If I go into Active Directory Users and Computers on dc01, I can see Users and Computers as expected.

If I go into the same place on dc02, I can see all the domain users, but not the computers...!?

It would seem poor dc02 is not entirely happy in the domain, but I don't know what to look for. Does anyone have any ideas around figuring out what is going on here?



Firstly, there are no BDCs in an AD network.

Anyway, first port of call for any such issue should always be your TCP/IP configuration on the DCs NIC, and your DNS server settings. Double-check these, ensure that they are valid for your domain, correct them if not, then establish whether or not things are still broken.

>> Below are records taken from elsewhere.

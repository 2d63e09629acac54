//! Loop and control-flow root handlers

use super::HandlerBase;
use crate::site::{ExecutionFrame, LoopKind};
use crate::marshal::convert_input;
use crate::types::{AnalysisValue, NativeValue, Result};

/// `forObject(iid, isForIn)`; pre only, fires for `for-in` and `for-of` loops
///
/// There is no post entry point: the category never carries a post callback.
#[derive(Debug)]
pub struct ForObjectHandler<'s> {
    pub(super) base: HandlerBase<'s>,
    loop_kind: LoopKind,
}

impl<'s> ForObjectHandler<'s> {
    pub(crate) fn bind(base: HandlerBase<'s>) -> Result<Self> {
        let loop_kind = base.site().loop_kind(base.category())?;
        Ok(Self { base, loop_kind })
    }

    pub fn loop_kind(&self) -> LoopKind {
        self.loop_kind
    }

    pub fn is_for_in(&self) -> bool {
        self.loop_kind == LoopKind::ForIn
    }

    pub fn is_for_of(&self) -> bool {
        self.loop_kind == LoopKind::ForOf
    }

    pub(super) fn fires(&self) -> bool {
        self.loop_kind.iterates_object() && self.base.has_pre()
    }

    pub fn before(&self, frame: &dyn ExecutionFrame, _inputs: &[NativeValue]) -> Result<()> {
        if !self.loop_kind.iterates_object() {
            return Ok(());
        }
        self.base
            .fire_pre(frame, || [AnalysisValue::Boolean(self.is_for_in())])
    }
}

/// `controlFlowRootEnter(iid, blockType, condition)` / `controlFlowRootExit(iid, blockType, result)`
///
/// Inputs: `[condition]` on entry; roots without a condition omit it.
#[derive(Debug)]
pub struct ControlFlowRootHandler<'s> {
    pub(super) base: HandlerBase<'s>,
    block_type: &'s str,
}

impl<'s> ControlFlowRootHandler<'s> {
    pub(crate) fn bind(base: HandlerBase<'s>) -> Result<Self> {
        let block_type = base.site().block_type(base.category())?;
        Ok(Self { base, block_type })
    }

    pub fn block_type(&self) -> &'s str {
        self.block_type
    }

    pub fn before(&self, frame: &dyn ExecutionFrame, inputs: &[NativeValue]) -> Result<()> {
        self.base.fire_pre(frame, || {
            [AnalysisValue::from(self.block_type), convert_input(inputs, 0)]
        })
    }

    pub fn after(
        &self,
        frame: &dyn ExecutionFrame,
        result: &NativeValue,
        _inputs: &[NativeValue],
    ) -> Result<()> {
        self.base
            .fire_post(frame, result, || [AnalysisValue::from(self.block_type)])
    }
}
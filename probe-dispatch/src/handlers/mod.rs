//! Event handlers, one kind per event category
//!
//! Every handler is bound to exactly one [`CallSite`] and shares its callbacks with
//! the factory that produced it. The host calls [`EventHandler::before`] and
//! [`EventHandler::after`] around each dynamic execution of the occurrence.

use crate::callback::Binding;
use crate::category::EventCategory;
use crate::marshal;
use crate::site::{CallSite, ExecutionFrame};
use crate::types::{AnalysisValue, NativeValue, Result, SourceId};
use std::sync::Arc;

mod access;
mod call;
mod loops;
mod operation;
mod syntax;

pub use access::{DeclareHandler, GetFieldHandler, PutFieldHandler, ReadHandler, WriteHandler};
pub use call::{AwaitHandler, EvalHandler, FunctionHandler, InvokeHandler};
pub use loops::{ControlFlowRootHandler, ForObjectHandler};
pub use operation::{BinaryHandler, ConditionalHandler, UnaryHandler};
pub use syntax::{ExpressionHandler, LiteralHandler, StatementHandler};

/// State shared by every handler kind
#[derive(Debug)]
pub struct HandlerBase<'s> {
    category: EventCategory,
    site: &'s CallSite,
    binding: Arc<Binding>,
}

impl<'s> HandlerBase<'s> {
    pub(crate) fn new(category: EventCategory, site: &'s CallSite, binding: Arc<Binding>) -> Self {
        Self {
            category,
            site,
            binding,
        }
    }

    pub fn category(&self) -> EventCategory {
        self.category
    }

    pub fn site(&self) -> &'s CallSite {
        self.site
    }

    pub fn source_id(&self) -> SourceId {
        self.site.source_id()
    }

    pub(crate) fn has_pre(&self) -> bool {
        self.binding.callbacks.pre().is_some()
    }

    pub(crate) fn has_post(&self) -> bool {
        self.binding.callbacks.post().is_some()
    }

    /// Call the pre callback if present; `args` is only evaluated after the check
    pub(crate) fn fire_pre<F, I>(&self, frame: &dyn ExecutionFrame, args: F) -> Result<()>
    where
        F: FnOnce() -> I,
        I: IntoIterator<Item = AnalysisValue>,
    {
        let Some(callback) = self.binding.callbacks.pre() else {
            return Ok(());
        };
        log::trace!(
            "pre {} at {} (execution {})",
            self.category,
            self.source_id(),
            frame.execution_id()
        );
        marshal::pre_call(
            self.category,
            self.binding.analysis.as_ref(),
            callback,
            self.source_id(),
            args(),
        )
    }

    /// Call the post callback if present; `args` is only evaluated after the check
    pub(crate) fn fire_post<F, I>(
        &self,
        frame: &dyn ExecutionFrame,
        result: &NativeValue,
        args: F,
    ) -> Result<()>
    where
        F: FnOnce() -> I,
        I: IntoIterator<Item = AnalysisValue>,
    {
        let Some(callback) = self.binding.callbacks.post() else {
            return Ok(());
        };
        log::trace!(
            "post {} at {} (execution {})",
            self.category,
            self.source_id(),
            frame.execution_id()
        );
        marshal::post_call(
            self.category,
            self.binding.analysis.as_ref(),
            callback,
            self.source_id(),
            args(),
            result,
        )
    }
}

/// A handler of any category
#[derive(Debug)]
pub enum EventHandler<'s> {
    Expression(ExpressionHandler<'s>),
    Statement(StatementHandler<'s>),
    ForObject(ForObjectHandler<'s>),
    Literal(LiteralHandler<'s>),
    Unary(UnaryHandler<'s>),
    Binary(BinaryHandler<'s>),
    Conditional(ConditionalHandler<'s>),
    Read(ReadHandler<'s>),
    Write(WriteHandler<'s>),
    GetField(GetFieldHandler<'s>),
    PutField(PutFieldHandler<'s>),
    Invoke(InvokeHandler<'s>),
    Eval(EvalHandler<'s>),
    Await(AwaitHandler<'s>),
    ControlFlowRoot(ControlFlowRootHandler<'s>),
    Function(FunctionHandler<'s>),
    Declare(DeclareHandler<'s>),
}

impl<'s> EventHandler<'s> {
    fn base(&self) -> &HandlerBase<'s> {
        match self {
            EventHandler::Expression(h) => &h.base,
            EventHandler::Statement(h) => &h.base,
            EventHandler::ForObject(h) => &h.base,
            EventHandler::Literal(h) => &h.base,
            EventHandler::Unary(h) => &h.base,
            EventHandler::Binary(h) => &h.base,
            EventHandler::Conditional(h) => &h.base,
            EventHandler::Read(h) => &h.base,
            EventHandler::Write(h) => &h.base,
            EventHandler::GetField(h) => &h.base,
            EventHandler::PutField(h) => &h.base,
            EventHandler::Invoke(h) => &h.base,
            EventHandler::Eval(h) => &h.base,
            EventHandler::Await(h) => &h.base,
            EventHandler::ControlFlowRoot(h) => &h.base,
            EventHandler::Function(h) => &h.base,
            EventHandler::Declare(h) => &h.base,
        }
    }

    pub fn category(&self) -> EventCategory {
        self.base().category()
    }

    pub fn source_id(&self) -> SourceId {
        self.base().source_id()
    }

    pub fn site(&self) -> &'s CallSite {
        self.base().site()
    }

    /// Entry point invoked by the host immediately before the operation executes
    pub fn before(&self, frame: &dyn ExecutionFrame, inputs: &[NativeValue]) -> Result<()> {
        match self {
            EventHandler::Expression(h) => h.before(frame, inputs),
            EventHandler::Statement(h) => h.before(frame, inputs),
            EventHandler::ForObject(h) => h.before(frame, inputs),
            EventHandler::Literal(_) => Ok(()),
            EventHandler::Unary(h) => h.before(frame, inputs),
            EventHandler::Binary(h) => h.before(frame, inputs),
            EventHandler::Conditional(_) => Ok(()),
            EventHandler::Read(_) => Ok(()),
            EventHandler::Write(_) => Ok(()),
            EventHandler::GetField(h) => h.before(frame, inputs),
            EventHandler::PutField(h) => h.before(frame, inputs),
            EventHandler::Invoke(h) => h.before(frame, inputs),
            EventHandler::Eval(h) => h.before(frame, inputs),
            EventHandler::Await(h) => h.before(frame, inputs),
            EventHandler::ControlFlowRoot(h) => h.before(frame, inputs),
            EventHandler::Function(h) => h.before(frame, inputs),
            EventHandler::Declare(h) => h.before(frame, inputs),
        }
    }

    /// Entry point invoked by the host immediately after the operation completes
    pub fn after(
        &self,
        frame: &dyn ExecutionFrame,
        result: &NativeValue,
        inputs: &[NativeValue],
    ) -> Result<()> {
        match self {
            EventHandler::Expression(h) => h.after(frame, result, inputs),
            EventHandler::Statement(h) => h.after(frame, result, inputs),
            EventHandler::ForObject(_) => Ok(()),
            EventHandler::Literal(h) => h.after(frame, result, inputs),
            EventHandler::Unary(h) => h.after(frame, result, inputs),
            EventHandler::Binary(h) => h.after(frame, result, inputs),
            EventHandler::Conditional(h) => h.after(frame, result, inputs),
            EventHandler::Read(h) => h.after(frame, result, inputs),
            EventHandler::Write(h) => h.after(frame, result, inputs),
            EventHandler::GetField(h) => h.after(frame, result, inputs),
            EventHandler::PutField(h) => h.after(frame, result, inputs),
            EventHandler::Invoke(h) => h.after(frame, result, inputs),
            EventHandler::Eval(h) => h.after(frame, result, inputs),
            EventHandler::Await(h) => h.after(frame, result, inputs),
            EventHandler::ControlFlowRoot(h) => h.after(frame, result, inputs),
            EventHandler::Function(h) => h.after(frame, result, inputs),
            EventHandler::Declare(h) => h.after(frame, result, inputs),
        }
    }

    /// True if neither entry point can ever reach the analysis
    pub fn is_inert(&self) -> bool {
        match self {
            EventHandler::ForObject(h) => !h.fires(),
            EventHandler::Literal(h) => !h.fires(),
            other => !other.base().has_pre() && !other.base().has_post(),
        }
    }
}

  • Thanks for your reply! I just got my terminology screwed up, what I meant is that dc02 is an Exchange server first but also a domain controller, while dc01 is only a domain controller. :) I checked the IP settings. DNS resolution is not an issue, I can ping these machines both by IP addresses and host names (fully qualified or not). And other machines can browse dc02, just not the other way around. I've also used wireshark to see if I can find something, but decoding the netbios traffic is hard. ;) – Rune Jacobsen Sep 24 '09 at 11:59
  • Can dc02 resolve itself? In other words, from a cmd on dc02, do nslookup dc02 and ensure that it can resolve it's own hostname to the correct IP address. – Maximus Minimus Sep 24 '09 at 12:37
  • Yep, if I do an nslookup it can find itself, at the correct local IP. – Rune Jacobsen Sep 24 '09 at 12:58

Agree with mh ... check that dc02 can see dc01:

ping dc01.whatever.com
nslookup -type=srv _ldap._tcp.whatever.com

DNS zone for whatever.com look ok? All underscored zone records there?


Any firewalling between them, or installed on them? You could use PortQry(UI) to check that dc02 can see dc01's ports; LDAP, Kerberos, etc:

o   Global Catalog Server TCP 3268
o   LDAP Server TCP 389
o   LDAP Server UDP 389
o   RPC TCP 135
o   Kerberos TCP 88
o   Kerberos UDP 88
o   RPC randomly allocated temporary high TCP ports TCP 1024 – 65535
o   kpasswd TCP 464
o   kpasswd UDP 464
o   NetBIOS Datagram Service UDP 138
o   NetBIOS Name Resolution UDP 137
o   NetBIOS Session Service TCP 139
o   SMB TCP 445

Event viewer saying anything?

  • Hi - pinging is no problem; Works on ip, hostname, and fully qualified hostname (i.e., dc01, and dc01.mydomain.local). The nslookup gave a reply showing both servers (dc01 and dc02). The same query worked fine for _msdcs.mydomain.local too, but returned errors for the other three (_sites, _tcp and _udp). No firewall between or on them - same switch, no VLAN. PortQry is able to talk to most of the ports you listen, but can I test random, temp ports with it when nothing is listening? Does dc02 need to be an FTP server as well? That might be an oversight. – Rune Jacobsen Sep 24 '09 at 12:30
  • Nope, no FTP required. – Maximus Minimus Sep 24 '09 at 12:38
  • Argh, I am brain damaged today - I meant DNS, not FTP. :( – Rune Jacobsen Sep 24 '09 at 12:58
  • Right ... can't test random ports ... lol ... my bad! Check the whole DNS zone; there should be records under all underscored sections for both DC's. And event viewer? – James Risto Sep 24 '09 at 14:22

Ok, sorry for the slow update here, but I finally figured it out by following the clues and abusing the server in every way possible.

The following helped me get it to work:

Microsoft KB article

So I'll leave this here in case someone gets the same obscure problem in the future!